1) Territorial pushback
When your experimentation speed jumps, everyone notices. Including senior leaders who suddenly see tests showing up in “their” area:
“Why are you testing in our funnel?”
“Who approved this?”
“What if this hurts our number?”
This is one of the most common plateau triggers. Not because the concern is irrational, but because it is unmanaged.
I’ve repeatedly seen this play out in a particularly sharp way: senior leaders or executives who had zero prior involvement in the experimentation program — people I’d often never even met — swoop in and kill tests on the spot. They don’t come to the experimentation team. They go straight to the direct leadership of the team I’m working with. One conversation, and the test is dead.
It’s jarring the first time it happens. But once you see the pattern, it makes sense. As you expand experimentation across surfaces, you’re implicitly challenging three things:
who owns customer experience decisions
who carries downside risk
who gets credit for upside
If you don’t make those trade-offs explicit, politics will.
The fix
You don’t win territorial pushback with better statistics. You win it with clarity and trust.
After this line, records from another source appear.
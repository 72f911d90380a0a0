// SPDX-License-Identifier: CEPL-1.0
#![deny(unsafe_op_in_unsafe_fn)]
mod config;
mod controller;

use anyhow::{Context, Result};
use bismuth_core::init_tracing;
use bismuth_math::glam::Vec3;
use bismuth_math::{Camera, Transform};
use bismuth_platform::Window;
use bismuth_render::mesh::shapes;
use bismuth_render::{
    Device, Mesh, Renderer, Scene, ShaderSource, SimpleRenderSystem, TransformMode,
};
use bismuth_render_vk::VkDevice;
use clap::Parser;
use std::path::PathBuf;
use std::sync::Arc;
use std::time::Instant;
use tracing::info;

use config::{load_cfg, AppCfg};
use controller::KeyboardMovementController;

/// Long stalls (dragging the window, a debugger) would otherwise teleport the
/// camera.
const MAX_FRAME_TIME: f32 = 1.0;

#[derive(Parser, Debug)]
#[command(author, version, about, long_about = None)]
struct Args {
    /// TOML config file; missing means defaults
    #[arg(long, default_value = "bismuth.toml")]
    config: PathBuf,
    /// Exit after this many rendered frames (0 = run until closed)
    #[arg(long, default_value_t = 0)]
    frames: u64,
    /// Directory with simple.vert.spv / simple.frag.spv, overrides the config
    #[arg(long)]
    shader_dir: Option<PathBuf>,
}

fn main() -> Result<()> {
    init_tracing();
    let args = Args::parse();
    let cfg = load_cfg(&args.config);

    let mut window = Window::new(&cfg.window.to_window_config())?;
    let device = Arc::new(
        VkDevice::new(&window, &window, cfg.render.device_config())
            .context("initializing Vulkan")?,
    );

    // Everything holding the device is dropped inside `run`, so the device
    // (and its surface) goes before the window.
    run(&mut window, device, &cfg, &args)
}

fn run<D: Device>(window: &mut Window, device: Arc<D>, cfg: &AppCfg, args: &Args) -> Result<()> {
    let mut renderer = Renderer::new(Arc::clone(&device), window)?;
    renderer.set_clear_color(cfg.render.clear_color);

    let shaders = match args.shader_dir.as_ref().or(cfg.render.shader_dir.as_ref()) {
        Some(dir) => {
            info!("loading shaders from {}", dir.display());
            ShaderSource::simple_in(dir)
        }
        None => bismuth_render_vk::embedded_shaders(),
    };
    let mut render_system = SimpleRenderSystem::new(
        Arc::clone(&device),
        renderer.render_pass(),
        renderer.render_pass_generation(),
        shaders,
        TransformMode::Spatial,
    )?;
    let mut scene = load_scene(&device)?;

    let mut camera = Camera::new();
    let mut viewer = Transform::default();
    let controller = KeyboardMovementController::new(cfg.camera.move_speed, cfg.camera.look_speed);
    let fov_y = cfg.camera.fov_y_deg.to_radians();

    let mut last = Instant::now();
    let mut last_fps_instant = last;
    let mut frames_since_log = 0u32;
    let mut rendered = 0u64;

    while !window.should_close() {
        window.poll_events();
        if window.take_resized() {
            renderer.notify_resized();
        }

        let now = Instant::now();
        let dt = now.duration_since(last).as_secs_f32().min(MAX_FRAME_TIME);
        last = now;

        controller.move_in_plane_xz(window.keys(), dt, &mut viewer);
        camera.set_view_yxz(viewer.translation, viewer.rotation);
        scene.advance(dt);

        let Some(frame) = renderer.begin_frame(window)? else {
            continue;
        };
        camera.set_perspective_projection(
            fov_y,
            renderer.aspect_ratio(),
            cfg.camera.near,
            cfg.camera.far,
        )?;
        render_system.sync_render_pass(renderer.render_pass(), renderer.render_pass_generation())?;

        renderer.begin_render_pass(&frame)?;
        render_system.render_game_objects(&frame, &scene, &camera)?;
        renderer.end_render_pass(&frame)?;
        renderer.end_frame(window)?;

        rendered += 1;
        frames_since_log += 1;
        if now.duration_since(last_fps_instant).as_secs_f32() >= 1.0 {
            info!("fps ~ {}", frames_since_log);
            frames_since_log = 0;
            last_fps_instant = now;
        }
        if args.frames != 0 && rendered >= args.frames {
            info!("rendered {rendered} frames, exiting");
            break;
        }
    }

    renderer.wait_idle()?;
    drop(scene);
    drop(render_system);
    drop(renderer);
    Ok(())
}

/// A large spinning cube in front of the camera flanked by two small tinted
/// ones, all sharing one mesh.
fn load_scene<D: Device>(device: &Arc<D>) -> Result<Scene<D>> {
    let mut scene = Scene::new();
    let cube = scene.add_mesh(Mesh::new(Arc::clone(device), &shapes::cube())?);

    let layout = [
        (Vec3::new(0.0, 0.0, 2.5), 0.5, Vec3::ONE, Vec3::new(0.3, 0.6, 0.0)),
        (Vec3::new(-1.2, 0.0, 3.0), 0.25, Vec3::new(1.0, 0.4, 0.4), Vec3::new(0.0, 1.2, 0.0)),
        (Vec3::new(1.2, 0.0, 3.0), 0.25, Vec3::new(0.4, 0.4, 1.0), Vec3::new(0.9, 0.0, 0.4)),
    ];
    for (translation, scale, color, spin) in layout {
        let id = scene.spawn(Some(cube))?;
        if let Some(obj) = scene.get_mut(id) {
            obj.transform = Transform {
                translation,
                scale: Vec3::splat(scale),
                ..Default::default()
            };
            obj.color = color;
            obj.spin = spin;
        }
    }
    scene.release_mesh(cube)?;

    info!("scene ready: {} objects", scene.len());
    Ok(scene)
}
Make the value impossible to argue with. Keep a simple running record of what shipped and what improved. Frame it in business language, not experiment language. When a senior leader can see that experimentation contributed to a measurable lift in a metric they care about, pushback loses its footing.
Show you take their concerns seriously. Be explicit about what you’re monitoring, what “unacceptable harm” means in their context, and exactly when you will stop a test. The goal is for any leader to look at your guardrails and feel confident that the things they care about are being actively protected and that harm will be detected and stopped.
Pull leadership in before they push back. Don’t wait for experimentation to feel like an invasion. Present in forums that go beyond your immediate team like an all-hands, a cross-functional sync, or a leadership review. Ask your direct leaders to surface the program among their peers. Seek out possible friction early, before it becomes a confrontation. The best alignment happens before anyone feels blindsided.
A useful reminder:
Scaling experimentation is rarely a systems problem. It’s a people problem.
2) Tracking chaos
Remembering two experiments is easy. Remembering twenty is hard. Remembering a hundred is impossible. And yet, most teams don’t build any tracking structure until they’re already drowning.
Without that structure, teams quietly lose track of what’s live, what won, what lost, what got killed, and — most importantly — what actually shipped. The program keeps running, but the learning stops compounding. You can’t build strategic advantage on top of forgotten work.
This is where many teams accidentally turn experimentation into motion: lots of tests, lots of slide decks, but very little institutional memory. The program looks active, but when someone asks “what have we learned about onboarding in the last six months?”, nobody can answer without digging through old documents.
The fix
The key is not a fancy tool (though good tools can help). It’s building a consistent tracking structure before the volume outpaces your memory. If you wait until you’re running 50 experiments per quarter, you’ll never catch up.
At a minimum, capture three things for every experiment:
Business objective: What part of the business is this connected to? Acquisition? Retention? Monetisation?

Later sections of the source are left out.